• YOUR TASK
Work through the listing below, copying each line that carries the word "InvalidPageSize".

──────────

//! HTTP mapping for domain errors.

use authdesk_core::DeskError;
use axum::Json;
use axum::http::StatusCode;
use axum::response::{IntoResponse, Response};
use serde::Serialize;
use tracing::error;

pub type ApiResult<T> = Result<T, ApiError>;

pub struct ApiError(pub DeskError);

impl From<DeskError> for ApiError {
    fn from(err: DeskError) -> Self {
        Self(err)
    }
}

#[derive(Serialize)]
struct ErrorBody {
    code: &'static str,
    message: String,
}

impl IntoResponse for ApiError {
    fn into_response(self) -> Response {
        let (status, code) = match &self.0 {
            DeskError::NotFound { .. } => (StatusCode::NOT_FOUND, "NOT_FOUND"),
            DeskError::Duplicate { .. } => (StatusCode::CONFLICT, "DUPLICATE"),
            DeskError::InvalidPageSize { .. } => (StatusCode::BAD_REQUEST, "INVALID_PAGE_SIZE"),
            DeskError::InvalidCursor { .. } => (StatusCode::BAD_REQUEST, "INVALID_CURSOR"),
            DeskError::Validation { .. } => (StatusCode::BAD_REQUEST, "VALIDATION_FAILED"),
            DeskError::InvalidReference { .. } => (StatusCode::BAD_REQUEST, "INVALID_REFERENCE"),
            DeskError::MinimumScopeViolation { .. } => {
                (StatusCode::BAD_REQUEST, "MINIMUM_SCOPE_VIOLATION")
            }
            DeskError::Database(_) | DeskError::Sync(_) | DeskError::Internal(_) => {
                (StatusCode::INTERNAL_SERVER_ERROR, "INTERNAL_ERROR")
            }
        };
        if status.is_server_error() {
            error!(error = %self.0, "request failed");
        }
        let body = ErrorBody {
            code,
            message: self.0.to_string(),
        };
        (status, Json(body)).into_response()
    }
}
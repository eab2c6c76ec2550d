//! Error types for the AuthDesk system.

use thiserror::Error;
use uuid::Uuid;

#[derive(Debug, Error)]
pub enum DeskError {
    #[error("Entity not found: {entity} with id {id}")]
    NotFound { entity: String, id: String },

    #[error("A {entity} with this {field} already exists")]
    Duplicate { entity: String, field: String },

    #[error("Invalid page size: {size} (must be between 1 and 100)")]
    InvalidPageSize { size: i64 },

    #[error("Invalid cursor: {cursor}")]
    InvalidCursor { cursor: String },

    #[error("Validation error: {message}")]
    Validation { message: String },

    #[error("Invalid reference: {message}")]
    InvalidReference { message: String },

    #[error("Mutation would leave application {application_id} without any effective scope")]
    MinimumScopeViolation { application_id: Uuid },

    #[error("Database error: {0}")]
    Database(String),

    #[error("Registry sync failed: {0}")]
    Sync(String),

    #[error("Internal error: {0}")]
    Internal(String),
}

pub type DeskResult<T> = Result<T, DeskError>;
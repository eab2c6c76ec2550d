//! AuthDesk Service — the scope-assignment consistency engine.
//!
//! This crate holds the parts with actual logic: the minimum-coverage
//! validator ([`coverage`]), the cursor pagination protocol ([`page`]),
//! and the Application/Scope services that sequence
//! validate → persist → project → best-effort registry sync.
//!
//! Services are generic over the repository and sync traits so they
//! can be exercised against the in-memory SurrealDB engine in tests.

pub mod application;
pub mod coverage;
pub mod dto;
pub mod page;
pub mod scope;

pub use application::ApplicationService;
pub use scope::ScopeService;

──────────

• ANSWER BOX
            DeskError::InvalidPageSize { .. } => (StatusCode::BAD_REQUEST, "INVALID_PAGE_SIZE"),
    InvalidPageSize { size: i64 },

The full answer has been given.